Au début du 16ème siècle, le Roi de France François 1er (" König Franz von Frankenland ") s’allie à l¹Empire Ottoman. L’objectif de cette alliance était de détruire l’Empire et de se le partager. A partir de 1520, presque chaque attaque turque au Sud-Est était accompagnée d’une attaque française à l’Ouest. En 1526, les troupes de François 1er envahissent l’Italie du Nord. La célèbre bataille de Pavie met un terme aux rêves de conquête de l’Italie par François 1er. Mais au moment où ses armées s’étaient ébranlées pour marcher sur la Lombardie, les Ottomans sous la conduite du Sultan Suleyman 1er envahissent la Croatie, battent les troupes croates et hongroises à Mohacs. Le pays est conquis, sa culture humaniste très vivante est détruite. Les chroniques croates parlent de la petite portion de territoire demeurée libre comme des " reliquia reliquiarum " (les restes des restes). Bon nombre de Croates ont fui vers le Nord ou se sont réfugiés en Italie, où, aujourd¹hui encore, la langue croate est parlée dans certaines régions. Les croatophones d’Italie sont les descendants des réfugiés du XVIème siècle. Les Croates d’Italie vivent pour l¹essentiel dans la province de Molise. Le recensement de 1954 comptait 4000 citoyens de langue croate. Depuis 1967, une revue croate paraît en Italie sous le titre de Nas Jesik (= Notre langue).
Antérieurement, au XIVème siècle, des Serbes, après la bataille de 1389 sur le Champ des Merles au Kosovo, au XVème siècle, des Albanais, après la reconquête de leur territoire par les Ottomans, et des Grecs avaient dû fuir devant l¹avancée des armées ottomanes. Des Albanais et des Grecs se sont également fixés en Italie, où aujourd’hui encore ils parlent leur langue. Les Serbes avaient surtout trouvé refuge dans la Bosnie actuelle.
Les conquêtes ottomanes ont déclenché une dynamique non liée au territoire européen. Depuis des temps immémoriaux, les peuples européens du centre et de l’est de notre continent et de la région baltique (y compris la Biélorussie actuelle) descendaient vers le Sud, vers la Grèce, l¹Anatolie et traversaient le Caucase pour aller vers la Perse et l’Inde. Telle était la voie traditionnelle des migrations, les routes naturelles de l’expansion des peuples européens, même quand les moyens de leur mobilité étaient modestes (chevaux, chars, chariots tirés par des boeufs). Les invasions hunniques, qui ont poussé les peuples germaniques vers l’Ouest de l¹Europe, les invasions mongoles et tatares, qui ont conquis la Russie et ont coupé aux autres peuples européens les routes des Scythes, les invasions turques-ottomanes, qui ont pris pied en Anatolie dès le 11ième siècle constituent autant de barrages et de verrouillages subis par l¹Europe. L’historien allemand Philipp Hildebrandt, auteur d’une histoire de la Méditerranée sous le règne de Philippe II d’Espagne, ainsi que son élève français, devenue mondialement célèbre, Fernand Braudel, ont clairement prouvé par leurs recherches que les expéditions maritimes des Portugais, des Espagnols, des Anglais et des Hollandais ont été une réponse de l¹Europe à cet étranglement turco-mongol et islamique. Les voies terrestres étaient verrouillées, l’Europe suffoquait et devait impérativement contourner l’espace immense où se concentrait la formidable puissance ottomane, afin de pouvoir respirer.

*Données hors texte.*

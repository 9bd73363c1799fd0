//! Game tuning
//!
//! Every engine reads its constants from here rather than from `consts` directly, so a
//! JSON override blob in LocalStorage can retune a game without a rebuild.

use glam::Vec2;
use serde::{Deserialize, Serialize};

use crate::consts::*;

/// Falling-block tuning
#[derive(Debug, Clone, PartialEq, Serialize, Deserialize)]
#[serde(default)]
pub struct FallingBlockTuning {
    pub width: usize,
    pub height: usize,
    pub block_size: f32,
    pub initial_interval_ms: u32,
    pub min_interval_ms: u32,
    pub interval_step_ms: u32,
    pub speed_up_every: u32,
}

impl Default for FallingBlockTuning {
    fn default() -> Self {
        Self {
            width: BOARD_WIDTH,
            height: BOARD_HEIGHT,
            block_size: BLOCK_SIZE,
            initial_interval_ms: INITIAL_DROP_INTERVAL_MS,
            min_interval_ms: MIN_DROP_INTERVAL_MS,
            interval_step_ms: DROP_INTERVAL_STEP_MS,
            speed_up_every: SPEED_UP_EVERY_POINTS,
        }
    }
}

impl FallingBlockTuning {
    /// First inconsistency found, if any
    pub fn problem(&self) -> Option<&'static str> {
        if self.width < 4 || self.height < 4 {
            Some("board must be at least 4x4 cells")
        } else if !(self.block_size.is_finite() && self.block_size > 0.0) {
            Some("block_size must be positive")
        } else if self.min_interval_ms == 0 || self.min_interval_ms > self.initial_interval_ms {
            Some("need 0 < min_interval_ms <= initial_interval_ms")
        } else if self.speed_up_every == 0 {
            Some("speed_up_every must be positive")
        } else {
            None
        }
    }
}

/// Paddle-ball tuning
#[derive(Debug, Clone, PartialEq, Serialize, Deserialize)]
#[serde(default)]
pub struct PaddleTuning {
    pub court_width: f32,
    pub court_height: f32,
    pub paddle_width: f32,
    pub paddle_height: f32,
    pub paddle_step: f32,
    pub opponent_speed: f32,
    pub opponent_dead_zone: f32,
    pub ball_radius: f32,
    pub serve_speed: f32,
    pub serve_spread: f32,
    pub deflection: f32,
    pub winning_score: u32,
    pub tick_ms: u32,
}

impl Default for PaddleTuning {
    fn default() -> Self {
        Self {
            court_width: COURT_WIDTH,
            court_height: COURT_HEIGHT,
            paddle_width: PADDLE_WIDTH,
            paddle_height: PADDLE_HEIGHT,
            paddle_step: PADDLE_STEP,
            opponent_speed: OPPONENT_SPEED,
            opponent_dead_zone: OPPONENT_DEAD_ZONE,
            ball_radius: BALL_RADIUS,
            serve_speed: SERVE_SPEED,
            serve_spread: SERVE_SPREAD,
            deflection: DEFLECTION_FACTOR,
            winning_score: WINNING_SCORE,
            tick_ms: PADDLE_TICK_MS,
        }
    }
}

impl PaddleTuning {
    pub fn problem(&self) -> Option<&'static str> {
        let values = [
            self.court_width,
            self.court_height,
            self.paddle_width,
            self.paddle_height,
            self.paddle_step,
            self.opponent_speed,
            self.opponent_dead_zone,
            self.ball_radius,
            self.serve_speed,
            self.serve_spread,
            self.deflection,
        ];
        if values.iter().any(|v| !v.is_finite() || *v < 0.0) {
            Some("values must be finite and non-negative")
        } else if self.court_width <= 0.0 || self.court_height <= 0.0 {
            Some("court must have an area")
        } else if self.paddle_height > self.court_height {
            Some("paddle_height exceeds court_height")
        } else if self.paddle_width * 2.0 >= self.court_width {
            Some("paddles overlap across the court")
        } else if self.ball_radius <= 0.0 || self.ball_radius * 2.0 >= self.court_height {
            Some("ball_radius doesn't fit the court")
        } else if self.winning_score == 0 || self.tick_ms == 0 {
            Some("winning_score and tick_ms must be positive")
        } else {
            None
        }
    }
}

/// Projectile-golf tuning
#[derive(Debug, Clone, PartialEq, Serialize, Deserialize)]
#[serde(default)]
pub struct ProjectileTuning {
    pub course_width: f32,
    pub course_height: f32,
    pub ground_thickness: f32,
    pub gravity: f32,
    pub dampening: f32,
    pub rest_speed: f32,
    pub radius: f32,
    pub launch_multiplier: f32,
    pub launcher: Vec2,
    pub angle_range: (i32, i32),
    pub power_range: (i32, i32),
    pub advance_delay_ms: u32,
    pub max_flight_frames: u32,
}

impl Default for ProjectileTuning {
    fn default() -> Self {
        Self {
            course_width: COURSE_WIDTH,
            course_height: COURSE_HEIGHT,
            ground_thickness: GROUND_THICKNESS,
            gravity: GRAVITY,
            dampening: BOUNCE_DAMPENING,
            rest_speed: REST_SPEED,
            radius: PROJECTILE_RADIUS,
            launch_multiplier: LAUNCH_MULTIPLIER,
            launcher: Vec2::new(LAUNCHER_X, LAUNCHER_Y),
            angle_range: ANGLE_RANGE,
            power_range: POWER_RANGE,
            advance_delay_ms: LEVEL_ADVANCE_DELAY_MS,
            max_flight_frames: MAX_FLIGHT_FRAMES,
        }
    }
}

impl ProjectileTuning {
    /// Y coordinate of the rolling surface
    pub fn ground_y(&self) -> f32 {
        self.course_height - self.ground_thickness
    }

    pub fn problem(&self) -> Option<&'static str> {
        let values = [
            self.course_width,
            self.course_height,
            self.ground_thickness,
            self.gravity,
            self.rest_speed,
            self.radius,
            self.launch_multiplier,
        ];
        if values.iter().any(|v| !v.is_finite() || *v < 0.0) || !self.launcher.is_finite() {
            Some("values must be finite and non-negative")
        } else if self.angle_range.0 > self.angle_range.1 {
            Some("angle_range is inverted")
        } else if self.power_range.0 > self.power_range.1 {
            Some("power_range is inverted")
        } else if !(self.dampening > 0.0 && self.dampening <= 1.0) {
            Some("dampening must be in (0, 1]")
        } else if self.radius <= 0.0 || self.ground_y() <= self.radius * 2.0 {
            Some("radius doesn't fit above the ground")
        } else if self.course_width <= self.radius * 2.0 {
            Some("course is narrower than the projectile")
        } else if self.max_flight_frames == 0 {
            Some("max_flight_frames must be positive")
        } else {
            None
        }
    }
}

/// Arcade-wide settings
#[derive(Debug, Clone, Default, PartialEq, Serialize, Deserialize)]
#[serde(default)]
pub struct Settings {
    pub falling: FallingBlockTuning,
    pub paddle: PaddleTuning,
    pub projectile: ProjectileTuning,
}

impl Settings {
    /// Parse a (possibly partial) settings blob; missing fields keep their defaults and
    /// inconsistent sections are replaced by theirs
    pub fn from_json(json: &str) -> Result<Self, serde_json::Error> {
        serde_json::from_str::<Self>(json).map(Self::validate)
    }

    /// Reset each section whose values don't hang together to its defaults
    pub fn validate(mut self) -> Self {
        if let Some(problem) = self.falling.problem() {
            log::warn!("Falling-block settings ignored: {}", problem);
            self.falling = FallingBlockTuning::default();
        }
        if let Some(problem) = self.paddle.problem() {
            log::warn!("Paddle settings ignored: {}", problem);
            self.paddle = PaddleTuning::default();
        }
        if let Some(problem) = self.projectile.problem() {
            log::warn!("Projectile settings ignored: {}", problem);
            self.projectile = ProjectileTuning::default();
        }
        self
    }

    pub fn to_json(&self) -> Result<String, serde_json::Error> {
        serde_json::to_string(self)
    }

    /// LocalStorage key
    #[cfg(target_arch = "wasm32")]
    const STORAGE_KEY: &'static str = "mini_arcade_settings";

    /// Load tuning overrides from LocalStorage (WASM only)
    #[cfg(target_arch = "wasm32")]
    pub fn load() -> Self {
        let storage = web_sys::window()
            .and_then(|w| w.local_storage().ok())
            .flatten();

        if let Some(storage) = storage {
            if let Ok(Some(json)) = storage.get_item(Self::STORAGE_KEY) {
                match Self::from_json(&json) {
                    Ok(settings) => {
                        log::info!("Loaded settings from LocalStorage");
                        return settings;
                    }
                    Err(e) => log::warn!("Ignoring stored settings: {}", e),
                }
            }
        }

        log::info!("Using default settings");
        Self::default()
    }

    /// Native stub
    #[cfg(not(target_arch = "wasm32"))]
    pub fn load() -> Self {
        Self::default()
    }
}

Pas de vision européenne sans penser la Mer Noire
D’un point de vue grand-européen, tant la résistance impériale et hongroise au Sud-est que les initiatives maritimes portugaises et espagnoles participent d’une même réponse stratégique, dans la continuité de l’histoire européenne depuis la préhistoire. Sur le plan de la géographie et des communications, on s’aperçoit, à la lumière de ces faits historiques que l’on ne peut pas concevoir l’Europe comme espace et communauté de défense, de culture et d¹économie sans, simultanément, penser les routes terrestres préhistoriques et antiques autour de la Mer Noire. Toute vision d’Europe qui n¹impliquerait pas la région du Pont-Euxin de l¹Antiquité est une vision tronquée, rien qu¹une vision, très éloignée des dures réalités.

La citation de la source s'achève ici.